[Dataset entries]
---

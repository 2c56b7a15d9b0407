//! Cadence sources that drive `TimerEngine::tick`.
//!
//! The engine never waits on its own. A host picks a cadence:
//! [`IntervalCadence`] for real one-second ticking, [`ManualCadence`] when
//! time should pass instantly (tests, simulations).

use std::future::Future;
use std::time::Duration;

use tokio::time::{interval_at, Instant, Interval};

/// Resolves once per tick. `false` means the cadence is exhausted or was
/// cancelled and the driver should stop.
pub trait Cadence {
    fn wait(&mut self) -> impl Future<Output = bool>;
}

/// Fires once per `period` of wall-clock time. The first tick is one full
/// period after creation.
#[derive(Debug)]
pub struct IntervalCadence {
    interval: Interval,
}

impl IntervalCadence {
    pub fn new(period: Duration) -> Self {
        Self {
            interval: interval_at(Instant::now() + period, period),
        }
    }

    pub fn every_second() -> Self {
        Self::new(Duration::from_secs(1))
    }
}

impl Cadence for IntervalCadence {
    async fn wait(&mut self) -> bool {
        self.interval.tick().await;
        true
    }
}

/// Ticks immediately, optionally for a bounded number of ticks.
#[derive(Debug, Clone, Default)]
pub struct ManualCadence {
    budget: Option<u64>,
    fired: u64,
}

impl ManualCadence {
    pub fn unbounded() -> Self {
        Self::default()
    }

    pub fn with_budget(ticks: u64) -> Self {
        Self {
            budget: Some(ticks),
            fired: 0,
        }
    }

    pub fn fired(&self) -> u64 {
        self.fired
    }
}

impl Cadence for ManualCadence {
    async fn wait(&mut self) -> bool {
        if self.budget.is_some_and(|b| self.fired >= b) {
            return false;
        }
        self.fired += 1;
        true
    }
}

#[cfg(test)]
mod tests {
    use super::*;

    #[tokio::test]
    async fn manual_cadence_respects_budget() {
        let mut cadence = ManualCadence::with_budget(2);
        assert!(cadence.wait().await);
        assert!(cadence.wait().await);
        assert!(!cadence.wait().await);
        assert_eq!(cadence.fired(), 2);
    }

    #[tokio::test]
    async fn interval_cadence_ticks() {
        let mut cadence = IntervalCadence::new(Duration::from_millis(5));
        assert!(cadence.wait().await);
    }
}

---

Transcribe the records in full, so that each line reads exactly as before.

*WRITTEN SOLUTION:*
repository 2c56b7a15d9b0407
//! Cadence sources that drive `TimerEngine::tick`.
//!
//! The engine never waits on its own. A host picks a cadence:
//! [`IntervalCadence`] for real one-second ticking, [`ManualCadence`] when
//! time should pass instantly (tests, simulations).

use std::future::Future;
use std::time::Duration;

use tokio::time::{interval_at, Instant, Interval};

/// Resolves once per tick. `false` means the cadence is exhausted or was
/// cancelled and the driver should stop.
pub trait Cadence {
    fn wait(&mut self) -> impl Future<Output = bool>;
}

/// Fires once per `period` of wall-clock time. The first tick is one full
/// period after creation.
#[derive(Debug)]
pub struct IntervalCadence {
    interval: Interval,
}

impl IntervalCadence {
    pub fn new(period: Duration) -> Self {
        Self {
            interval: interval_at(Instant::now() + period, period),
        }
    }

    pub fn every_second() -> Self {
        Self::new(Duration::from_secs(1))
    }
}

impl Cadence for IntervalCadence {
    async fn wait(&mut self) -> bool {
        self.interval.tick().await;
        true
    }
}

/// Ticks immediately, optionally for a bounded number of ticks.
#[derive(Debug, Clone, Default)]
pub struct ManualCadence {
    budget: Option<u64>,
    fired: u64,
}

impl ManualCadence {
    pub fn unbounded() -> Self {
        Self::default()
    }

    pub fn with_budget(ticks: u64) -> Self {
        Self {
            budget: Some(ticks),
            fired: 0,
        }
    }

    pub fn fired(&self) -> u64 {
        self.fired
    }
}

impl Cadence for ManualCadence {
    async fn wait(&mut self) -> bool {
        if self.budget.is_some_and(|b| self.fired >= b) {
            return false;
        }
        self.fired += 1;
        true
    }
}

#[cfg(test)]
mod tests {
    use super::*;

    #[tokio::test]
    async fn manual_cadence_respects_budget() {
        let mut cadence = ManualCadence::with_budget(2);
        assert!(cadence.wait().await);
        assert!(cadence.wait().await);
        assert!(!cadence.wait().await);
        assert_eq!(cadence.fired(), 2);
    }

    #[tokio::test]
    async fn interval_cadence_ticks() {
        let mut cadence = IntervalCadence::new(Duration::from_millis(5));
        assert!(cadence.wait().await);
    }
}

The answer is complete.